Mama wasn’t perfect. But you know, as the years have gone by I’ve realized that I’m far from perfect myself. She made a lot of mistakes as a mom….. But so have I. She lost her temper. So have I. She said things that hurt her children. So have I. I’ve been able to look back and see that she didn’t have a perfect childhood, either, but she sure made great strides and came a long way from where she used to be. I watched her become less critical, less pessimistic and more complimentary of others...more forgiving. Mama actually DID have one of the greatest qualities of the Proverbs 31 lady….she feared the Lord. And you know, that’s reason to praise her, because “a woman that feareth the Lord, she shall be praised.” (Prov. 31:30b)

Six weeks after we moved from Roanoke, Virginia to Sheridan, Indiana, “Mrs. Far Above Rubies” left earth to take up residence in Heaven. Those last six weeks that I was able to spend with her by her bedside were precious. She shared regrets about the kind of mom she’d not been to her children. I reminded her that we were all far from perfect, but that Jesus had forgiven her and she needed to forgive herself.

Another Mother’s Day will soon be here, and I want to say, “Jesus, please tell “Mrs. Far-Above Rubies” that I love her and wish her a Happy Mother’s Day.” What will you do to honor your mother or her memory?

Thursday, April 29, 2010

The Path of Life

I recently completed a Beth Moore study that was awesome. It was "Believing God". I highly recommend it to anyone -- even men! In it we were instructed to look back over our lives and write our 'history'. In doing so, I was incredibly blessed in remembering how God has been there all down thru my life. This year marks my 30th anniversary of graduation from high school. Next year will mark the 25th anniversary of graduation from college, and 25 years of marriage to Steve Martin! In looking back on all this, I've constantly been reminded of a verse that God gave me waaaay back then; that verse being, "Thou wilt show me the path of life. In thy presence is fullness of joy" (Ps. 16:11) And He HAS shown me the path....and it HAS been fullness of joy in His presence!
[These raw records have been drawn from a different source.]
//! External process execution with a wall-clock limit.
//!
//! A run never fails: non-zero exits are ordinary output, a timeout is the
//! captured output plus [`TIMEOUT_SENTINEL`] on its own line, and a spawn
//! failure becomes a single `<<SPAWN FAILED: ...>>` line. Retrying is the
//! caller's business.
//!
//! On unix stdout and stderr share one pipe, so interleaved lines keep the
//! order the child wrote them in.

use std::io::{self, Read};
use std::path::Path;
use std::process::{Child, Command, Stdio};
use std::sync::atomic::{AtomicI32, Ordering};
use std::sync::mpsc::{self, RecvTimeoutError, Sender};
use std::time::{Duration, Instant};

use tracing::{debug, warn};

/// Appended on its own line when a process hit its wall-clock limit.
pub const TIMEOUT_SENTINEL: &str = "<<TIMEOUT>>";

/// Prefix of the line returned instead of output when a process cannot be started.
pub const SPAWN_FAILED_PREFIX: &str = "<<SPAWN FAILED: ";

/// Combined stdout+stderr beyond this many bytes is dropped.
pub const DEFAULT_MAX_OUTPUT_BYTES: usize = 16 * 1024 * 1024;

/// How long to keep draining pipes after killing a timed-out process.
const DRAIN_GRACE: Duration = Duration::from_millis(200);

const POLL_INTERVAL: Duration = Duration::from_millis(5);

/// Process group of the child currently being waited on, 0 when idle.
static IN_FLIGHT_PGID: AtomicI32 = AtomicI32::new(0);

/// SIGKILL the process group of the child a runner is currently waiting on.
///
/// Only loads an atomic and calls kill(2), so it may be called from a signal
/// handler right before the process exits.
pub fn kill_in_flight() {
    #[cfg(unix)]
    {
        let pgid = IN_FLIGHT_PGID.load(Ordering::SeqCst);
        if pgid > 0 {
            // SAFETY: kill(2) is async-signal-safe and takes plain integers.
            unsafe {
                libc::kill(-pgid, libc::SIGKILL);
            }
        }
    }
}

/// Publishes a child's process group in [`IN_FLIGHT_PGID`] until dropped.
struct InFlight(i32);

impl InFlight {
    fn track(child: &Child) -> Self {
        let pgid = i32::try_from(child.id()).unwrap_or(0);
        IN_FLIGHT_PGID.store(pgid, Ordering::SeqCst);
        InFlight(pgid)
    }
}

impl Drop for InFlight {
    fn drop(&mut self) {
        let _ = IN_FLIGHT_PGID.compare_exchange(self.0, 0, Ordering::SeqCst, Ordering::SeqCst);
    }
}

/// True if `text` is the output of a run that hit its wall-clock limit.
pub fn is_timed_out(text: &str) -> bool {
    text.contains(TIMEOUT_SENTINEL)
}

/// Run `program args...` in `cwd` with `env_extra` layered over the inherited
/// environment, and return its merged stdout and stderr.
pub fn run_command(
    program: &Path,
    args: &[String],
    cwd: &Path,
    timeout: Duration,
    env_extra: &[(&str, &str)],
) -> String {
    run_command_capped(program, args, cwd, timeout, env_extra, DEFAULT_MAX_OUTPUT_BYTES)
}

pub fn run_command_capped(
    program: &Path,
    args: &[String],
    cwd: &Path,
    timeout: Duration,
    env_extra: &[(&str, &str)],
    max_output_bytes: usize,
) -> String {
    let mut cmd = Command::new(program);
    cmd.args(args).current_dir(cwd).stdin(Stdio::null());
    let merged = match attach_output(&mut cmd) {
        Ok(merged) => merged,
        Err(err) => return spawn_failed(program, &err),
    };
    for (key, value) in env_extra {
        cmd.env(key, value);
    }
    #[cfg(unix)]
    {
        use std::os::unix::process::CommandExt as _;
        // pgid == pid; kill_process_tree and kill_in_flight rely on it.
        cmd.process_group(0);
    }

    let started = Instant::now();
    let mut child = match cmd.spawn() {
        Ok(child) => child,
        Err(err) => return spawn_failed(program, &err),
    };
    // Closes the parent's copies of the write end so the reader sees EOF.
    drop(cmd);
    let _in_flight = InFlight::track(&child);
    debug!(program = %program.display(), ?args, pid = child.id(), "spawned process");

    let (tx, rx) = mpsc::channel::<Vec<u8>>();
    if let Some(reader) = merged {
        spawn_reader(reader, tx.clone());
    }
    if let Some(stdout) = child.stdout.take() {
        spawn_reader(stdout, tx.clone());
    }
    if let Some(stderr) = child.stderr.take() {
        spawn_reader(stderr, tx.clone());
    }
    drop(tx);

    let deadline = started.checked_add(timeout);
    let mut out = Vec::new();
    let mut truncated = false;
    let mut timed_out = false;

    loop {
        let wait = match deadline {
            Some(d) => d.saturating_duration_since(Instant::now()),
            None => Duration::from_secs(3600),
        };
        if wait.is_zero() {
            timed_out = true;
            break;
        }
        match rx.recv_timeout(wait) {
            Ok(chunk) => truncated |= append_capped(&mut out, &chunk, max_output_bytes),
            Err(RecvTimeoutError::Timeout) => {
                if deadline.is_some() {
                    timed_out = true;
                    break;
                }
            }
            Err(RecvTimeoutError::Disconnected) => break,
        }
    }

    // Both pipes closed; the process may still be running.
    if !timed_out {
        timed_out = !wait_until(&mut child, deadline);
    }

    if timed_out {
        kill_process_tree(&mut child);
        loop {
            match rx.recv_timeout(DRAIN_GRACE) {
                Ok(chunk) => truncated |= append_capped(&mut out, &chunk, max_output_bytes),
                Err(_) => break,
            }
        }
        warn!(
            program = %program.display(),
            timeout_secs = timeout.as_secs_f64(),
            "process timed out"
        );
    } else {
        match child.try_wait() {
            Ok(Some(status)) => debug!(
                program = %program.display(),
                exit_code = ?status.code(),
                elapsed_ms = started.elapsed().as_millis() as u64,
                "process exited"
            ),
            Ok(None) => {}
            Err(err) => debug!(program = %program.display(), error = %err, "try_wait failed"),
        }
    }

    if truncated {
        warn!(
            program = %program.display(),
            max_output_bytes, "process output truncated"
        );
    }

    let mut text = String::from_utf8_lossy(&out).into_owned();
    if timed_out {
        text.push('\n');
        text.push_str(TIMEOUT_SENTINEL);
        text.push('\n');
    }
    text
}

fn spawn_failed(program: &Path, err: &io::Error) -> String {
    warn!(program = %program.display(), error = %err, "failed to spawn process");
    format!("{SPAWN_FAILED_PREFIX}{}: {err}>>\n", program.display())
}

/// Point stdout and stderr at a single pipe and return its read end.
#[cfg(unix)]
fn attach_output(cmd: &mut Command) -> io::Result<Option<std::fs::File>> {
    use std::os::fd::{FromRawFd as _, OwnedFd};

    let mut fds: [libc::c_int; 2] = [-1, -1];
    // SAFETY: pipe(2) writes two fresh descriptors into `fds`.
    if unsafe { libc::pipe(fds.as_mut_ptr()) } != 0 {
        return Err(io::Error::last_os_error());
    }
    // SAFETY: both descriptors were just created and nothing else owns them.
    let (read, write) = unsafe { (OwnedFd::from_raw_fd(fds[0]), OwnedFd::from_raw_fd(fds[1])) };
    for fd in fds {
        // SAFETY: fcntl(2) on descriptors owned above.
        if unsafe { libc::fcntl(fd, libc::F_SETFD, libc::FD_CLOEXEC) } != 0 {
            return Err(io::Error::last_os_error());
        }
    }
    let write_err = write.try_clone()?;
    cmd.stdout(Stdio::from(write)).stderr(Stdio::from(write_err));
    Ok(Some(std::fs::File::from(read)))
}

#[cfg(not(unix))]
fn attach_output(cmd: &mut Command) -> io::Result<Option<std::fs::File>> {
    cmd.stdout(Stdio::piped()).stderr(Stdio::piped());
    Ok(None)
}

fn spawn_reader<R: Read + Send + 'static>(mut reader: R, tx: Sender<Vec<u8>>) {
    std::thread::spawn(move || {
        let mut tmp = [0u8; 8192];
        loop {
            match reader.read(&mut tmp) {
                Ok(0) => break,
                Ok(n) => {
                    if tx.send(tmp[..n].to_vec()).is_err() {
                        break;
                    }
                }
                Err(err) if err.kind() == io::ErrorKind::Interrupted => continue,
                Err(_) => break,
            }
        }
    });
}

/// Returns true if truncation happened.
fn append_capped(buf: &mut Vec<u8>, chunk: &[u8], cap: usize) -> bool {
    let remaining = cap.saturating_sub(buf.len());
    if chunk.len() <= remaining {
        buf.extend_from_slice(chunk);
        false
    } else {
        buf.extend_from_slice(&chunk[..remaining]);
        true
    }
}

/// Wait for exit until `deadline`. Returns false if the deadline passed first.
fn wait_until(child: &mut Child, deadline: Option<Instant>) -> bool {
    loop {
        match child.try_wait() {
            Ok(Some(_)) => return true,
            Ok(None) => {}
            Err(_) => return true,
        }
        if deadline.is_some_and(|d| Instant::now() >= d) {
            return false;
        }
        std::thread::sleep(POLL_INTERVAL);
    }
}

fn kill_process_tree(child: &mut Child) {
    #[cfg(unix)]
    {
        if let Ok(pid) = libc::pid_t::try_from(child.id()) {
            // SAFETY: kill(2) takes plain integers; a negative pid targets the
            // process group created for this child by `process_group(0)`.
            unsafe {
                libc::kill(-pid, libc::SIGKILL);
            }
        }
    }
    let _ = child.kill();
    let _ = child.wait();
}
All of this has been stirred to remembrance in my mind as I face the graduation of my first-born from high school. I can't help but ask myself over and over: "Where have the years gone?" and "How can this child that I begged God for already be this old?" And I also ask, "Lord, what about that promise you made to return BEFORE they became teenagers?" (Smile).

So, as you see, I've been doing a lot of looking back -- but looking back in a good way. And in looking back and seeing how God has always been there, how He's directed my path, how He has blessed me with what I've needed, and some of what I've actually wanted, and He's been good. I'm glad I can look at all of it this way, as the path has not been easy. But in the remembering, it helps me to see that He's there in the days ahead. "For this child I prayed" He will give grace. He will give guidance to me, and, as she continues to listen for His voice, He will give guidance to her. I'm so blessed, and so thankful.

Emily will graduate on May 29 from Sheridan High School. She has been accepted at Southern Wesleyan University in Central, SC and will attend there in the fall. She's interested in pursuing Social Work, Music and Missions. I'm praying that God will direct her path and make it straight.